Ultimately, the super-lettuce could be used to address the global struggle against vitamin A deficiency, a pervasive problem in developing countries that puts around 140 million children at risk of illness, hearing loss, blindness, and even death.
Researchers at the Universitat Politècnica de València in Spain looked into several ways to tweak the ability of common lettuce (Lactuca sativa) to produce more beta-carotene, a pigment it also produces naturally.
Firstly, they worked out how to provoke the plant to produce beta-carotene in the cytosol of leaf cells without disrupting photosynthesis, the energy-producing process that relies on green pigment chlorophyll. Secondly, they changed some parts of the leaf cells to store extra carotenoids (like beta-carotene) without harming the plant.

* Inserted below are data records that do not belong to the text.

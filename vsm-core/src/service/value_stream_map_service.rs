//! Value Stream Map Service
//!
//! Builds the value stream map for one request.
//!
//! # Algorithm
//!
//! 1. Upstream lineage comes from build history. Starting at the requested
//!    run, each build cause entry becomes a parent: upstream runs as pipeline
//!    nodes, material revisions as material nodes. Every upstream run is
//!    expanded once, keyed by pipeline and counter.
//! 2. Downstream lineage comes from current configuration. Every pipeline
//!    that depends on a node in the map becomes its child; each pipeline is
//!    expanded once.
//! 3. The graph is checked for cycles, annotated, and laid out.
//!
//! Mixing history (upstream) with configuration (downstream) is what lets
//! config drift produce a cycle.

use std::collections::HashSet;

use tracing::{debug, info, warn};

use super::traits::{BuildCauseEntry, BuildHistory, DependencyConfig};
use crate::config::VsmConfig;
use crate::error::{Result, VsmError};
use crate::graph::{Node, NodeId, NodeType, PresentationModel, ValueStreamMap};
use crate::revision::PipelineRevision;

/// Request-level entry point, generic over its collaborators.
pub struct ValueStreamMapService<C, H> {
    pipelines: C,
    history: H,
    config: VsmConfig,
}

impl<C: DependencyConfig, H: BuildHistory> ValueStreamMapService<C, H> {
    pub fn new(pipelines: C, history: H) -> Self {
        Self {
            pipelines,
            history,
            config: VsmConfig::default(),
        }
    }

    pub fn with_config(mut self, config: VsmConfig) -> Self {
        self.config = config;
        self
    }

    /// Value stream map of run `counter` of `pipeline`.
    pub fn value_stream_map(&self, pipeline: impl Into<NodeId>, counter: u32) -> Result<PresentationModel> {
        let pipeline: NodeId = pipeline.into();
        info!(pipeline = %pipeline, counter, "building value stream map");

        let instance = self
            .history
            .find_pipeline(&pipeline, counter)
            .ok_or_else(|| VsmError::PipelineNotFound {
                pipeline: pipeline.clone(),
                counter,
            })?;

        let name = self.pipelines.pipeline_name(&pipeline).unwrap_or(instance.name);
        let root = NodeId::from(name.as_str());
        let revision = PipelineRevision::new(name, counter, instance.label);
        let mut graph = ValueStreamMap::new(root.clone(), Some(revision)).with_config(self.config.clone());

        let mut visited = HashSet::new();
        self.add_upstream(&mut graph, &root, counter, &mut visited)?;
        self.add_downstream(&mut graph, &root, &mut HashSet::new())?;

        self.ensure_acyclic(&graph, &root)?;
        if self.config.flag_incompatible_revisions {
            graph.add_warning_if_built_from_incompatible_revisions();
        }
        self.mark_deleted_pipelines(&mut graph, &root)?;

        self.lay_out(graph, &root)
    }

    /// Value stream map rooted at `revision` of the material `fingerprint`,
    /// showing every pipeline downstream of it.
    pub fn value_stream_map_for_material(&self, fingerprint: &str, revision: &str) -> Result<PresentationModel> {
        info!(fingerprint, revision, "building value stream map for material");

        let material = self
            .pipelines
            .material(fingerprint)
            .ok_or_else(|| VsmError::MaterialNotFound(fingerprint.to_string()))?;
        let modification = self
            .history
            .find_modification(fingerprint, revision)
            .ok_or_else(|| VsmError::ModificationNotFound {
                revision: revision.to_string(),
                fingerprint: fingerprint.to_string(),
            })?;

        let root = NodeId::from(material.fingerprint.as_str());
        let node = Node::material(root.clone(), material.display_name, material.material_type);
        let mut graph = ValueStreamMap::for_material(node, Some(modification)).with_config(self.config.clone());

        let mut expanded = HashSet::new();
        for name in self.pipelines.pipelines_using_material(fingerprint) {
            let child = NodeId::from(name.as_str());
            graph.add_downstream_node(Node::pipeline(child.clone(), name), &root)?;
            self.add_downstream(&mut graph, &child, &mut expanded)?;
        }

        self.ensure_acyclic(&graph, &root)?;
        self.lay_out(graph, &root)
    }

    fn add_upstream(
        &self,
        graph: &mut ValueStreamMap,
        pipeline: &NodeId,
        counter: u32,
        visited: &mut HashSet<(NodeId, u32)>,
    ) -> Result<()> {
        if !visited.insert((pipeline.clone(), counter)) {
            return Ok(());
        }
        let Some(cause) = self.history.build_cause_for(pipeline, counter) else {
            debug!(pipeline = %pipeline, counter, "no build cause recorded");
            return Ok(());
        };

        for entry in cause.entries {
            match entry {
                BuildCauseEntry::Upstream(revision) => {
                    let upstream = NodeId::from(revision.pipeline_name.as_str());
                    let upstream_counter = revision.counter;
                    let name = self
                        .pipelines
                        .pipeline_name(&upstream)
                        .unwrap_or_else(|| revision.pipeline_name.clone());
                    graph.add_upstream_node(Node::pipeline(upstream.clone(), name), Some(revision), pipeline)?;
                    self.add_upstream(graph, &upstream, upstream_counter, visited)?;
                }
                BuildCauseEntry::Material(revision) => {
                    let Some(material) = revision.material.clone() else {
                        continue;
                    };
                    let material_name = self.pipelines.material_name(pipeline, &material.fingerprint);
                    let node = Node::material(
                        material.fingerprint.as_str(),
                        material.display_name,
                        material.material_type,
                    );
                    graph.add_upstream_material_node(node, material_name.as_deref(), pipeline, Some(revision))?;
                }
            }
        }
        Ok(())
    }

    fn add_downstream(
        &self,
        graph: &mut ValueStreamMap,
        pipeline: &NodeId,
        expanded: &mut HashSet<NodeId>,
    ) -> Result<()> {
        if !expanded.insert(pipeline.clone()) {
            return Ok(());
        }
        for name in self.pipelines.downstream_of(pipeline) {
            let child = NodeId::from(name.as_str());
            graph.add_downstream_node(Node::pipeline(child.clone(), name), pipeline)?;
            self.add_downstream(graph, &child, expanded)?;
        }
        Ok(())
    }

    fn ensure_acyclic(&self, graph: &ValueStreamMap, root: &NodeId) -> Result<()> {
        if graph.has_cycle() {
            warn!(root = %root, "value stream map has a cyclic dependency");
            return Err(VsmError::CyclicDependency { root: root.clone() });
        }
        Ok(())
    }

    /// Upstream pipelines found in history but gone from configuration.
    fn mark_deleted_pipelines(&self, graph: &mut ValueStreamMap, root: &NodeId) -> Result<()> {
        let deleted: Vec<NodeId> = graph
            .nodes()
            .filter(|n| n.node_type() == NodeType::Pipeline && n.id() != root)
            .filter(|n| !self.pipelines.has_pipeline(n.id()))
            .map(|n| n.id().clone())
            .collect();

        for id in deleted {
            warn!(pipeline = %id, "upstream pipeline no longer configured");
            graph.mark_deleted(&id, &self.config.deleted_pipeline_message)?;
        }
        Ok(())
    }

    fn lay_out(&self, mut graph: ValueStreamMap, root: &NodeId) -> Result<PresentationModel> {
        let model = graph.presentation_model()?;
        info!(
            root = %root,
            nodes = graph.node_count(),
            levels = model.level_count(),
            "value stream map ready"
        );
        Ok(model)
    }
}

“Leaves need carotenoids such as beta-carotene in the photosynthetic complexes of chloroplasts for their proper functioning. When too much or too little beta-carotene is produced in the chloroplasts, they stop functioning, and the leaves eventually die,” Manuel Rodríguez Concepción, a researcher at the university’s Institute for Plant Molecular and Cell Biology, said in a statement.
While the team initially tried to achieve this using metabolic engineering, hormone treatments, and genetic screenings, they managed to get the desired results using intense treatments of light and enzymes found in bacteria.
The end result was a golden-colored lettuce that contains up to 30 times more accessible beta-carotene levels than untreated leaves.
“Our work has successfully produced and accumulated beta-carotene in cellular compartments where it is not normally found by combining biotechnological techniques and treatments with high light intensity,” Rodríguez added.
“Stimulating the formation and development of plastoglobules with molecular techniques and intense light treatments not only increases the accumulation of beta-carotene but also its bioaccessibility, i.e. the ease with which it can be extracted from the food matrix to be absorbed by our digestive system,” explained Luca Morelli, first author of the study.
The issue of vitamin A deficiency was the main drive behind golden rice, a variety of white rice genetically edited to produce beta-carotene. Despite its huge potential to save millions of lives, golden rice has proved to be controversial among some environmental groups, for example Greenpeace, which has continually opposed its use in Southeast Asia, a part of the world with very high levels of vitamin A deficiency.
It seems that many skeptics are dubious about the use of genetic engineering, despite the lack of evidence showing that it negatively impacts health or the environment.
While there are always going to be fears of so-called “Frankenfoods”, this latest study in lettuce shows another new and promising way of improving nutrition through the biofortification of plants.
The new study is published in The Plant Journal.